ABOUT THIS TASK - If a line in the listing contains "Captured", copy it out whole.

== Segment start ==

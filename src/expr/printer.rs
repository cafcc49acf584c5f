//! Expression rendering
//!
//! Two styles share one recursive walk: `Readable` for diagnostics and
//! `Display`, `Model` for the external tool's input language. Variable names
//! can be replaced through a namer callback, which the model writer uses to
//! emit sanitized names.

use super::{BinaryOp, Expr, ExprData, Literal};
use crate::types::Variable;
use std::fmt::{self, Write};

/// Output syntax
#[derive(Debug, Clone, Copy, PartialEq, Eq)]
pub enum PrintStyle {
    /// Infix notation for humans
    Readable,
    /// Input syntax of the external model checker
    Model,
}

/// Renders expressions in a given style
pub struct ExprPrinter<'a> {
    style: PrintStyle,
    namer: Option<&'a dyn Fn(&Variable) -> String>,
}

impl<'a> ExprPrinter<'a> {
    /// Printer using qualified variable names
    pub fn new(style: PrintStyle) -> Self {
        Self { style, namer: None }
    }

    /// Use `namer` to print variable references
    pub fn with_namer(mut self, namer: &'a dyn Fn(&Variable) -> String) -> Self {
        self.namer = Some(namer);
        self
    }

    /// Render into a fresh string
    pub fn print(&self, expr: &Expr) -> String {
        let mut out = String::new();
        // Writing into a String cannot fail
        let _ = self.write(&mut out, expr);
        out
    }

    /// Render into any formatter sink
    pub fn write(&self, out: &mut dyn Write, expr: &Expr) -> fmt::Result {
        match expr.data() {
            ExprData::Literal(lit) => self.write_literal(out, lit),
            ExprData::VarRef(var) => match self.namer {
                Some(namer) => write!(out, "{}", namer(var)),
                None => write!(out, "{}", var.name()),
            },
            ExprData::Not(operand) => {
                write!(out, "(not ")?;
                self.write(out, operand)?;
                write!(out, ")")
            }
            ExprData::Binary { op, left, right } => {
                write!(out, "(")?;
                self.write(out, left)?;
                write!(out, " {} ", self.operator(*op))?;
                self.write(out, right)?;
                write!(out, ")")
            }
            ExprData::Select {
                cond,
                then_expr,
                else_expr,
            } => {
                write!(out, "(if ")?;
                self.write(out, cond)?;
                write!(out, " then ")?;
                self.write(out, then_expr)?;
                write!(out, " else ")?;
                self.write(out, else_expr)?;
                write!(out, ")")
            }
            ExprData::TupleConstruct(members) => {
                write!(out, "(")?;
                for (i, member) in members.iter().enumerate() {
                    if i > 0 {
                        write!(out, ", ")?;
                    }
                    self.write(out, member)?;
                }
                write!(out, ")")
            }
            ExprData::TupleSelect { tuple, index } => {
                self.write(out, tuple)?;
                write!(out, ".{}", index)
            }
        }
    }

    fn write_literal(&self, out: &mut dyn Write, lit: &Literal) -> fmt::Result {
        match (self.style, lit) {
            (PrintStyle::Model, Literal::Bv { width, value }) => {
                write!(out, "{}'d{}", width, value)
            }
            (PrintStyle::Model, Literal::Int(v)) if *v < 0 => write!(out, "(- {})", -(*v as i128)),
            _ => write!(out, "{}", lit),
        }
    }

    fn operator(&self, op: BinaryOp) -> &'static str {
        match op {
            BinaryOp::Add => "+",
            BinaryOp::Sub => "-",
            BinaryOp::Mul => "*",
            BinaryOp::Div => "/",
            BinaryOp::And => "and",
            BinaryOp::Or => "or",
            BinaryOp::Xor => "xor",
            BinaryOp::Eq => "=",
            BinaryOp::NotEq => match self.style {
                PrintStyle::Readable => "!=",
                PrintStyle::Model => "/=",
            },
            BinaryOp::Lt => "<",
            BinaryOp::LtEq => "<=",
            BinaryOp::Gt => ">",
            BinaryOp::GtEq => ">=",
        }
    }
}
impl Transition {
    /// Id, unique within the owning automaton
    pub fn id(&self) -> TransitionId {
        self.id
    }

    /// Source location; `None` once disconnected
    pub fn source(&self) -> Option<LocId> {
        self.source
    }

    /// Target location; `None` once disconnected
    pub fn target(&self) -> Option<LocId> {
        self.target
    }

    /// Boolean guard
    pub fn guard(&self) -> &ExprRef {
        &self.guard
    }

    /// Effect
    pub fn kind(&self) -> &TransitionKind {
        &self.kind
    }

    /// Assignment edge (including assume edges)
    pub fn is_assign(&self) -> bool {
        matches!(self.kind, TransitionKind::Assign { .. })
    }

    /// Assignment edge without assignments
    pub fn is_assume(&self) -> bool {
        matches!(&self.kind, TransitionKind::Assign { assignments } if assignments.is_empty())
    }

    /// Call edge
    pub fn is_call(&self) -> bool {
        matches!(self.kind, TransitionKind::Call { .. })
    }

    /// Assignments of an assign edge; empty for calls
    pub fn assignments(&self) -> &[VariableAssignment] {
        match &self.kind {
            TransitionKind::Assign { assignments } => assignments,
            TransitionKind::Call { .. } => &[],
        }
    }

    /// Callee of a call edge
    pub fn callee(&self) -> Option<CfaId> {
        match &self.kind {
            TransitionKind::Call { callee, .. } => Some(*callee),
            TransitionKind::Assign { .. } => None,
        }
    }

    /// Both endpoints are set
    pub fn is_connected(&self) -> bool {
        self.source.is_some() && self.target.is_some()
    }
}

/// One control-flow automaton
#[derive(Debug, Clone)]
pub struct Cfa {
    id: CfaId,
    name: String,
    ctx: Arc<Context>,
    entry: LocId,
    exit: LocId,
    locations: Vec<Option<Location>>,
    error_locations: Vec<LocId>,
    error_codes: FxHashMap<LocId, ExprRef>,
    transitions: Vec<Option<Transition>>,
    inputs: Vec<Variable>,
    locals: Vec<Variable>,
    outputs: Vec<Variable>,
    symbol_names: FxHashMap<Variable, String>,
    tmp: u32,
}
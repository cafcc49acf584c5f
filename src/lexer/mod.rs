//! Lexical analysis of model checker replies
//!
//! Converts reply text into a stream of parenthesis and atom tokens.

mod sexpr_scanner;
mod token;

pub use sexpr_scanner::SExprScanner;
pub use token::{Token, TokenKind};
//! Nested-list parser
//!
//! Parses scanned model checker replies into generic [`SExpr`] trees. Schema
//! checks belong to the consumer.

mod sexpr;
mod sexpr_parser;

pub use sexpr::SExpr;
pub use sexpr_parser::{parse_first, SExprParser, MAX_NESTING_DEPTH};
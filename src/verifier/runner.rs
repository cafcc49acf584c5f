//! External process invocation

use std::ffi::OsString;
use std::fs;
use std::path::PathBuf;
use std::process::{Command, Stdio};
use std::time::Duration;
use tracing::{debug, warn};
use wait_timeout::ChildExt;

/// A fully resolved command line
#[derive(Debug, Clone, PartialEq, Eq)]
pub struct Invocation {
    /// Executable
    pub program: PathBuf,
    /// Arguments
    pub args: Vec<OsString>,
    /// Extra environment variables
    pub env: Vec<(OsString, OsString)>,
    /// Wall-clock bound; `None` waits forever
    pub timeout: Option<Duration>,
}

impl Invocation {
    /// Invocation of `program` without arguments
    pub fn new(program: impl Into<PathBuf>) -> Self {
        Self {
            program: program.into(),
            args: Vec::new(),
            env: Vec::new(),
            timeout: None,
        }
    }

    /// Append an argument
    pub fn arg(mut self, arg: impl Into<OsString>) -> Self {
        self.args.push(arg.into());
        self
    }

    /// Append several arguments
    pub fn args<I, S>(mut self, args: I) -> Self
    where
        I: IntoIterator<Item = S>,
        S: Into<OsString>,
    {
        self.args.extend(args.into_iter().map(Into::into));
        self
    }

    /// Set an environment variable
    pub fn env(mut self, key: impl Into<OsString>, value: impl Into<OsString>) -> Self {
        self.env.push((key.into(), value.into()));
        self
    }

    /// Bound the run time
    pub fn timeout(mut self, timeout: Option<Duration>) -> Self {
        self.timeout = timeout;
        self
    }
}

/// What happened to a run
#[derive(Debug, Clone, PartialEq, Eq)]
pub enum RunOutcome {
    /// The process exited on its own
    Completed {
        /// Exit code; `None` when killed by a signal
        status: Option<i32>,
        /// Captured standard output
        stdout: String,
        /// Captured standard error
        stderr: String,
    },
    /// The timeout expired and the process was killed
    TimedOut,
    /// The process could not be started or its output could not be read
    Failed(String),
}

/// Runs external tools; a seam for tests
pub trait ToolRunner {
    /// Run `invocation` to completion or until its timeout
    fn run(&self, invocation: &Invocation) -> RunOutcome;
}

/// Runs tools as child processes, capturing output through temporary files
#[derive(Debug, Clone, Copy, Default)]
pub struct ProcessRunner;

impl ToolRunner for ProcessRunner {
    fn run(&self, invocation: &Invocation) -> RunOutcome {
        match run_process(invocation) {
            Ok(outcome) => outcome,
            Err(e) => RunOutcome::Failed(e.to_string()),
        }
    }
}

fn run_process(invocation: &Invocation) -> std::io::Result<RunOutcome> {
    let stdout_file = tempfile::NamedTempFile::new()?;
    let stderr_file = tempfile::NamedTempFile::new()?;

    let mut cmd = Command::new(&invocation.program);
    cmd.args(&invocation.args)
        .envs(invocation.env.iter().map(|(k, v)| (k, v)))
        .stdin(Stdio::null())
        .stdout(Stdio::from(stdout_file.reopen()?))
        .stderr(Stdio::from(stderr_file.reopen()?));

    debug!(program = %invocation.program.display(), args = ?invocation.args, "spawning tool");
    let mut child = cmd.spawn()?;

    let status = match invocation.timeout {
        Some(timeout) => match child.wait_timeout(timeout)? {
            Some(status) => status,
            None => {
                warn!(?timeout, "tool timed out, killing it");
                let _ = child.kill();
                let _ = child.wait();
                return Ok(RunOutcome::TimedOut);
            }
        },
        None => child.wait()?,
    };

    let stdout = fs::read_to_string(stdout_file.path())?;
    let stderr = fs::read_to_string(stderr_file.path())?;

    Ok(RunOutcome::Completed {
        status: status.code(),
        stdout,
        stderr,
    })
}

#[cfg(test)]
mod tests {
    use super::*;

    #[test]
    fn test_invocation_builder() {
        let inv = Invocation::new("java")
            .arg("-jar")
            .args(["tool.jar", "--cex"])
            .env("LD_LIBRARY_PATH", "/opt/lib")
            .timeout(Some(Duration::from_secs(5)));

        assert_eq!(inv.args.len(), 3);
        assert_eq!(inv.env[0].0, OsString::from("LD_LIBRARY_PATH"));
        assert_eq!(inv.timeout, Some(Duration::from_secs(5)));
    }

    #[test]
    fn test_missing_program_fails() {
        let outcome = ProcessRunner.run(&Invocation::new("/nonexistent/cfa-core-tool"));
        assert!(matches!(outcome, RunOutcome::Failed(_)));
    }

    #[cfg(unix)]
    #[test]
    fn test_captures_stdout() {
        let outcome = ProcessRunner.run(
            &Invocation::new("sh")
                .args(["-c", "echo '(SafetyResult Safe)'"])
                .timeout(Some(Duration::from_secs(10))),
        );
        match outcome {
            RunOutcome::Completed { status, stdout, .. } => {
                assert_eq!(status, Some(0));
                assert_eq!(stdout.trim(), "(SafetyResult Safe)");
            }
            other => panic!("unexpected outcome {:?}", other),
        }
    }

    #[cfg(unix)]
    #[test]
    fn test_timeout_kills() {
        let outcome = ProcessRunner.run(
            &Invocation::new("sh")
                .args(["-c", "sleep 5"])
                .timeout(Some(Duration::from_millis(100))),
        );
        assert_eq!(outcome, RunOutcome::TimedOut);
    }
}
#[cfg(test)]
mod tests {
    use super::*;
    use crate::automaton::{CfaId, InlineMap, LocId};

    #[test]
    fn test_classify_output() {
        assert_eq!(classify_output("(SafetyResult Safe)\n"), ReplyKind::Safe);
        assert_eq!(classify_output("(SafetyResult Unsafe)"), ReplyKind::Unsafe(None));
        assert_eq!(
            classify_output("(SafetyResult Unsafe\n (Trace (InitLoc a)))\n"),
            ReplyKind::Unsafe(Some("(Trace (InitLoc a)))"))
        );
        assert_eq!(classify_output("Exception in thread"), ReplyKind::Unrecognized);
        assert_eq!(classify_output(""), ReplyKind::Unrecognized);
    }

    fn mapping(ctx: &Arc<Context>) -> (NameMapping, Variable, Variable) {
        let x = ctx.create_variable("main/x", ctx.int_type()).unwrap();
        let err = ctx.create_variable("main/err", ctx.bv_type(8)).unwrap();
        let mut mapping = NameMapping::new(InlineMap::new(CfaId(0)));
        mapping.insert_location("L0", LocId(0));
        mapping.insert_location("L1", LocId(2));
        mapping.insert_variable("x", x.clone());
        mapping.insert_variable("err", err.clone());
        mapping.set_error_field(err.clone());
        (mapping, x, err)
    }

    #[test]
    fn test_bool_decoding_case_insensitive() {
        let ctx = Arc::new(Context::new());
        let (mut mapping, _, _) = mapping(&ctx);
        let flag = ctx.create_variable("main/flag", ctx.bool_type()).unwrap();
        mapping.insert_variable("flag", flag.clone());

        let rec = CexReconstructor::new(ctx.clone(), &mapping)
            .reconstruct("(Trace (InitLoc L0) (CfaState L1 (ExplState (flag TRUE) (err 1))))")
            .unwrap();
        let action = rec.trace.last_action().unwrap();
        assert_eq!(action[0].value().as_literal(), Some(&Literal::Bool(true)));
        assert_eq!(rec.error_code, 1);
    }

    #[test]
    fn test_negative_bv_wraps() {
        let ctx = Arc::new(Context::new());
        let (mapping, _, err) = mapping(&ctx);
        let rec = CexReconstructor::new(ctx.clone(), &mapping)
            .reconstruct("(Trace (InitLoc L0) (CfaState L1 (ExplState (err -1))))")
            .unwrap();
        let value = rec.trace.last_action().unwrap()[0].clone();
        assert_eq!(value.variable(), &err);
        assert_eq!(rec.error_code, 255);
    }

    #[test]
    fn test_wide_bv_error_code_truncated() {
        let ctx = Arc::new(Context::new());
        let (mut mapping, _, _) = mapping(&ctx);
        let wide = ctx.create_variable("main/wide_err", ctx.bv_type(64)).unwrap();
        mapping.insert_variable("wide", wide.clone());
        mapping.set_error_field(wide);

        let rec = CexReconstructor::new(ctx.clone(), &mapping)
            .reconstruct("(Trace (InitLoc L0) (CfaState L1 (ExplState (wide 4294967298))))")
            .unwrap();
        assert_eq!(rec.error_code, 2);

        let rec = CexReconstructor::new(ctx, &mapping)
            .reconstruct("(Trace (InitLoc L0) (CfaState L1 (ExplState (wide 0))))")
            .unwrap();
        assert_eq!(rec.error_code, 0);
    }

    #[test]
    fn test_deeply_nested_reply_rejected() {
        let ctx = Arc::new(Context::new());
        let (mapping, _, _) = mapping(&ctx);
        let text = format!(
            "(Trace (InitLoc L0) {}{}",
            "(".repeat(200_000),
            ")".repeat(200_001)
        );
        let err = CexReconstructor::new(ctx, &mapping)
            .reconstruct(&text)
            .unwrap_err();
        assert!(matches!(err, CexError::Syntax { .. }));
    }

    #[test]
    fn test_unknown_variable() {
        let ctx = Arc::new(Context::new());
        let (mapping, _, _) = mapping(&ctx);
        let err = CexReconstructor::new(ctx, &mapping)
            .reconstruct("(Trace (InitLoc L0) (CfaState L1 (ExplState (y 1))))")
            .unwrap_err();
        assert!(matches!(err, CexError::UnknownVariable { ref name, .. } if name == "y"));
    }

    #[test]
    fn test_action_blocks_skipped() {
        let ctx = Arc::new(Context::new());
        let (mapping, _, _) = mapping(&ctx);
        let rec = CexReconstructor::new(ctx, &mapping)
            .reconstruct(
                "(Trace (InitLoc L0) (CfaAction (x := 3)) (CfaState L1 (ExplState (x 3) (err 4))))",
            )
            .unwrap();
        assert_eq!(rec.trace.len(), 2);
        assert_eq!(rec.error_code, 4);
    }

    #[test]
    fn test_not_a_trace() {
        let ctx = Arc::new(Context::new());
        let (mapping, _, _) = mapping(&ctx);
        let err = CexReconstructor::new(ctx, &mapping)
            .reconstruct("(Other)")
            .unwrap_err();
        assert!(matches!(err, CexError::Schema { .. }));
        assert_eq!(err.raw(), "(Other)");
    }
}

== Segment end ==

ANSWER TO THE PROBLEM -
        /// Captured standard output
        /// Captured standard error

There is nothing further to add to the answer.